Both Li and Goldstein relate similar problems when their significant others were confronted with a battery of buzzes and beeps at the dinner table. Perhaps it is the idea that plastic and silicon take precedence over flesh and bone that's offensive— part of the deep, dark fear people in general have of technology.

"I saw The Matrix," says Li. "The irony is that they needed to invent the [special effects] technology to show how bad technology is."

On the flip side, though The Matrix ultimately comes down hard on technology, it not-so-subtly pulls at the gee-whiz strings in your heart, drawing repeat audiences who want to see the technological wizardry behind its pioneering F/X. People have become more enamored of gadget culture, embracing the technology that once befuddled the masses.
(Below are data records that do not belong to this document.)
// Copyright (c) 2026 glyphfall contributors

use std::io;

use crossterm::style::Color;
use rand::rngs::StdRng;
use rand::Rng;

use crate::charset::{CharGen, Glyph, BLANK};
use crate::droplet::{Droplet, MAX_SPEED};
use crate::mask::Stencil;
use crate::palette::LEADING_EDGE;
use crate::terminal::Terminal;
use crate::viewport::Viewport;

pub const DROPLETS_PER_COLUMN: usize = 2;

// One resolved write in physical screen coordinates; erases carry no color.
#[derive(Clone, Copy, Debug, PartialEq, Eq)]
pub struct CellWrite {
    pub x: u16,
    pub y: u16,
    pub fg: Option<Color>,
    pub glyph: Glyph,
}

pub struct Rain {
    viewport: Viewport,
    columns: Vec<[Droplet; DROPLETS_PER_COLUMN]>,
    stencil: Option<Stencil>,
    chargen: CharGen,
    trail_color: Color,
    rng: StdRng,
    writes: Vec<CellWrite>,
}

impl Rain {
    pub fn new(chargen: CharGen, trail_color: Color, transpose: bool, rng: StdRng) -> Self {
        Self {
            viewport: Viewport::new(0, 0, transpose),
            columns: Vec::new(),
            stencil: None,
            chargen,
            trail_color,
            rng,
            writes: Vec::new(),
        }
    }

    pub fn install_stencil(&mut self, stencil: Option<Stencil>) {
        self.stencil = stencil;
    }

    // Surviving columns keep their droplets; zero rows empties the field.
    pub fn resize(&mut self, width: u16, height: u16) {
        self.viewport = Viewport::new(width, height, self.viewport.transpose);
        let target = if self.viewport.rows == 0 {
            0
        } else {
            usize::from(self.viewport.cols)
        };
        if target > self.columns.len() {
            for col in self.columns.len()..target {
                let pair = [
                    self.make_droplet(col as u16),
                    self.make_droplet(col as u16),
                ];
                self.columns.push(pair);
            }
        } else {
            self.columns.truncate(target);
        }
    }

    fn make_droplet(&mut self, column: u16) -> Droplet {
        let rows = self.viewport.rows.max(1);
        let current_row = self.rng.random_range(0..rows);
        let trail_length = self.rng.random_range(rows / 2..rows);
        let tick_divisor = self.rng.random_range(1..MAX_SPEED);
        let glyphs = self.chargen.generate(usize::from(rows), &mut self.rng);
        Droplet {
            column,
            current_row,
            trail_length,
            tick_divisor,
            ticks_elapsed: 0,
            glyphs,
        }
    }

    pub fn render_frame(&mut self, term: &mut Terminal) -> io::Result<()> {
        self.step();
        for w in &self.writes {
            term.put(w.x, w.y, w.fg, w.glyph)?;
        }
        term.flush()
    }

    // Trail, head, erase queue in that order; overlaps resolve by emission
    // order.
    fn step(&mut self) -> &[CellWrite] {
        self.writes.clear();
        for ci in 0..self.columns.len() {
            for k in 0..DROPLETS_PER_COLUMN {
                let due = self.columns[ci][k].tick();
                if due {
                    let (column, head, trail_length, behind_head, at_head) = {
                        let d = &self.columns[ci][k];
                        let behind_head = d.current_row.checked_sub(1).and_then(|row| {
                            d.glyphs.get(usize::from(row)).map(|&g| (row, g))
                        });
                        let at_head = d
                            .glyphs
                            .get(usize::from(d.current_row))
                            .map(|&g| (d.current_row, g));
                        (d.column, d.current_row, d.trail_length, behind_head, at_head)
                    };
                    if let Some((row, glyph)) = behind_head {
                        self.push_write(row, column, glyph, Some(self.trail_color));
                    }
                    if let Some((row, glyph)) = at_head {
                        self.push_write(row, column, glyph, Some(LEADING_EDGE));
                    }
                    if let Some(row) = head.checked_sub(trail_length) {
                        self.push_write(row, column, BLANK, None);
                    }
                    self.columns[ci][k].advance();
                }
                if self.columns[ci][k].is_spent(self.viewport.rows) {
                    let column = self.columns[ci][k].column;
                    let mut fresh = self.make_droplet(column);
                    fresh.current_row = 0;
                    self.columns[ci][k] = fresh;
                }
            }
        }
        &self.writes
    }

    fn push_write(&mut self, row: u16, col: u16, glyph: Glyph, fg: Option<Color>) {
        if let Some(w) = plan_write(&self.viewport, self.stencil.as_ref(), row, col, glyph, fg) {
            self.writes.push(w);
        }
    }
}

// A masked-blank cell paints a single space whatever glyph was asked for.
fn plan_write(
    viewport: &Viewport,
    stencil: Option<&Stencil>,
    row: u16,
    col: u16,
    glyph: Glyph,
    fg: Option<Color>,
) -> Option<CellWrite> {
    if !viewport.contains(row, col) {
        return None;
    }
    let (phys_row, phys_col) = viewport.to_physical(row, col);
    let glyph = if stencil.is_some_and(|s| s.is_blank(phys_row, phys_col)) {
        BLANK
    } else {
        glyph
    };
    Some(CellWrite {
        x: phys_col,
        y: phys_row,
        fg,
        glyph,
    })
}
According to figures produced by industry analysts at International Data Corporation (IDC), a market research firm, there were 2.5 million handheld devices— Palm Pilots and handheld PCs— shipped in the U.S. in 1998. "We're projecting that figure to go up to 6.9 million in 2002," says Jill House, an analyst at IDC. "These products are simple and compelling and easy to use. It'll drive other gadgets and more people will buy them."

Goldstein looks forward to increased choices for consumers. "It'll get better and better for the average buyer as time goes on," he says as he plugs one of his old cell phone chargers into an outlet in his office. "They'll find things that are more useful to them." The cell phone fails to charge. He shakes the wire. The light goes on.


How Wired Are You?
What You Need to Join the Gadget Elite

Analog cell phone: Get rid of it.

Alphanumeric pager: Get rid of it.

Numeric pager: Keep it. Probably the one reliable device anyone has.
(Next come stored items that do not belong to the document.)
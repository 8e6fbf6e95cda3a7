// Copyright (c) 2026 glyphfall contributors

// Logical space is what the simulation sees: droplets always fall down
// columns. Transposition happens here and nowhere else, so horizontal rain
// is the same simulation over a swapped screen.
#[derive(Clone, Copy, Debug, PartialEq, Eq)]
pub struct Viewport {
    pub rows: u16,
    pub cols: u16,
    pub transpose: bool,
}

impl Viewport {
    pub fn new(width: u16, height: u16, transpose: bool) -> Self {
        let (cols, rows) = if transpose {
            (height, width)
        } else {
            (width, height)
        };
        Self {
            rows,
            cols,
            transpose,
        }
    }

    pub fn contains(&self, row: u16, col: u16) -> bool {
        row < self.rows && col < self.cols
    }

    // Logical (row, col) to physical (row, col).
    pub fn to_physical(&self, row: u16, col: u16) -> (u16, u16) {
        if self.transpose {
            (col, row)
        } else {
            (row, col)
        }
    }
}

#[cfg(test)]
mod tests {
    use super::*;

    #[test]
    fn upright_viewport_keeps_terminal_dimensions() {
        let v = Viewport::new(80, 24, false);
        assert_eq!((v.cols, v.rows), (80, 24));
        assert_eq!(v.to_physical(5, 12), (5, 12));
    }

    #[test]
    fn transposed_viewport_swaps_dimensions_and_coordinates() {
        let v = Viewport::new(80, 24, true);
        assert_eq!((v.cols, v.rows), (24, 80));
        assert_eq!(v.to_physical(70, 7), (7, 70));
    }

    #[test]
    fn contains_is_exclusive_at_the_edges() {
        let v = Viewport::new(10, 4, false);
        assert!(v.contains(0, 0));
        assert!(v.contains(3, 9));
        assert!(!v.contains(4, 9));
        assert!(!v.contains(3, 10));
    }

    #[test]
    fn zero_sized_viewport_contains_nothing() {
        let v = Viewport::new(0, 4, false);
        assert!(!v.contains(0, 0));
    }
}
Digital phone: Everyone's got one now; where's yours?

PDA (personal digital assistant): The reigning device is the Palm Pilot, which basically is a fancy date-and-address book. Look out for the Palm V and VII, which look much cooler and which you can use to send and receive e-mail.
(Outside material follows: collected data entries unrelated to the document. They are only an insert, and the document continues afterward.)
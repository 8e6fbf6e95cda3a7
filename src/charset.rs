// Copyright (c) 2026 glyphfall contributors

use std::fmt;

use clap::ValueEnum;
use rand::rngs::StdRng;
use rand::Rng;

// Code-point spans are half-open: [start, end).
const ASCII: (u32, u32) = (0x21, 0x7E);
const BINARY: (u32, u32) = (0x30, 0x32);
const BRAILLE: (u32, u32) = (0x2840, 0x28FF);
const KATAKANA: (u32, u32) = (0x30A0, 0x30FF);
const CJK: (u32, u32) = (0x4E00, 0x9FA5);
// Emoticons block. Older terminals addressed it as the surrogate pair
// 0xD83D + [0xDE01, 0xDE4A).
const EMOJI: (u32, u32) = (0x1F601, 0x1F64A);

pub const LIL_GUY: &str = "  ~~o ";

#[derive(ValueEnum, Clone, Copy, Debug, PartialEq, Eq)]
pub enum CharRange {
    Ascii,
    Binary,
    Braille,
    Katakana,
    Cjk,
    Emoji,
    LilGuys,
    // Selected through --file-path, not by name.
    #[value(skip)]
    File,
}

#[derive(Clone, Copy, Debug, PartialEq, Eq)]
pub enum Glyph {
    Char(char),
    Literal(&'static str),
}

// Erase writes and stencil substitutions both paint this.
pub const BLANK: Glyph = Glyph::Literal(" ");

impl fmt::Display for Glyph {
    fn fmt(&self, f: &mut fmt::Formatter<'_>) -> fmt::Result {
        match self {
            Glyph::Char(c) => write!(f, "{c}"),
            Glyph::Literal(s) => f.write_str(s),
        }
    }
}

pub struct CharGen {
    range: CharRange,
    file_chars: Vec<char>,
    file_pos: usize,
}

impl CharGen {
    pub fn new(range: CharRange, mut file_chars: Vec<char>) -> Self {
        if range == CharRange::File && file_chars.is_empty() {
            file_chars.push('0');
            file_chars.push('1');
        }
        Self {
            range,
            file_chars,
            file_pos: 0,
        }
    }

    pub fn generate(&mut self, count: usize, rng: &mut StdRng) -> Vec<Glyph> {
        let mut out = Vec::with_capacity(count);
        for _ in 0..count {
            out.push(self.next_glyph(rng));
        }
        out
    }

    fn next_glyph(&mut self, rng: &mut StdRng) -> Glyph {
        let (start, end) = match self.range {
            CharRange::Ascii => ASCII,
            CharRange::Binary => BINARY,
            CharRange::Braille => BRAILLE,
            CharRange::Katakana => KATAKANA,
            CharRange::Cjk => CJK,
            CharRange::Emoji => EMOJI,
            CharRange::LilGuys => return Glyph::Literal(LIL_GUY),
            CharRange::File => {
                // One cursor for the whole field, so consecutive droplets
                // keep reading where the previous one stopped.
                if self.file_pos >= self.file_chars.len() {
                    self.file_pos = 0;
                }
                let ch = self.file_chars[self.file_pos];
                self.file_pos += 1;
                return Glyph::Char(ch);
            }
        };
        let v = rng.random_range(start..end);
        Glyph::Char(char::from_u32(v).unwrap_or('0'))
    }
}
use std::process::Command;
use std::time::Instant;

use anyhow::Result;

use crate::display;
use crate::errors::AttnBenchError;
use crate::types::{BenchConfig, RunSample, TimeSource};

/// Parse the kernel's self-reported duration from its stdout.
///
/// The protocol is a single float (seconds) followed by a newline; anything
/// else means the binary did not report a time and the caller falls back to
/// wall-clock measurement.
pub fn parse_reported_seconds(stdout: &str) -> Option<f64> {
    stdout.trim().parse::<f64>().ok()
}

/// Invoke the kernel binary `config.runs` times, strictly sequentially, and
/// collect one sample per successful run.
///
/// A run that exits non-zero is reported and dropped; its slot is not
/// back-filled, so the returned vec can be shorter than `config.runs`.
/// A spawn failure is fatal and aborts the remaining runs.
pub fn run_benchmark(config: &BenchConfig) -> Result<Vec<RunSample>> {
    let argv = config.params.to_argv();
    let mut samples = Vec::with_capacity(config.runs);

    for run in 1..=config.runs {
        let start = Instant::now();

        let output = Command::new(&config.binary)
            .args(&argv)
            .output()
            .map_err(|source| AttnBenchError::LaunchFailed {
                path: config.binary.clone(),
                source,
            })?;

        if !output.status.success() {
            let stderr = String::from_utf8_lossy(&output.stderr);
            display::error(&format!(
                "run {}/{} failed ({}): {}",
                run,
                config.runs,
                output.status,
                stderr.trim()
            ));
            continue;
        }

        let stdout = String::from_utf8_lossy(&output.stdout);
        match parse_reported_seconds(&stdout) {
            Some(seconds) => samples.push(RunSample {
                seconds,
                source: TimeSource::SelfReported,
            }),
            None => {
                let seconds = start.elapsed().as_secs_f64();
                display::warn(&format!(
                    "run {}/{}: output was not a duration; using wall-clock time {:.6}s",
                    run, config.runs, seconds
                ));
                samples.push(RunSample {
                    seconds,
                    source: TimeSource::WallClock,
                });
            }
        }
    }

    Ok(samples)
}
HPC (handheld PC, a/k/a CE machine): Basically a smaller laptop that uses the Windows CE platform, a smaller version of Windows. Unless you travel a lot, not necessary.

Laptop: Get one instead of a desktop.

Smartphone: Though not on the market yet, it integrates Palm Pilot­like features into a digital phone. But don't give up your phone or Pilot just yet— it could suck.

Virtual assistant: General Magic in Sunnyvale, California, has come out with Portico, a personalized 800 number that synchronizes with your per- sonal information management program, which you can access by phone using voice commands.

Two-way pager: Research in Motion, a company out of Canada, has produced the most esoteric tech toy of the moment, the BlackBerry pager. It synchronizes with Microsoft Outlook and Exchange, can send and receive e-mail using your current e-mail address, and can even send "text to voice" messages through the phone using a synthesized voice program, though that tends to freak people out. — E.L.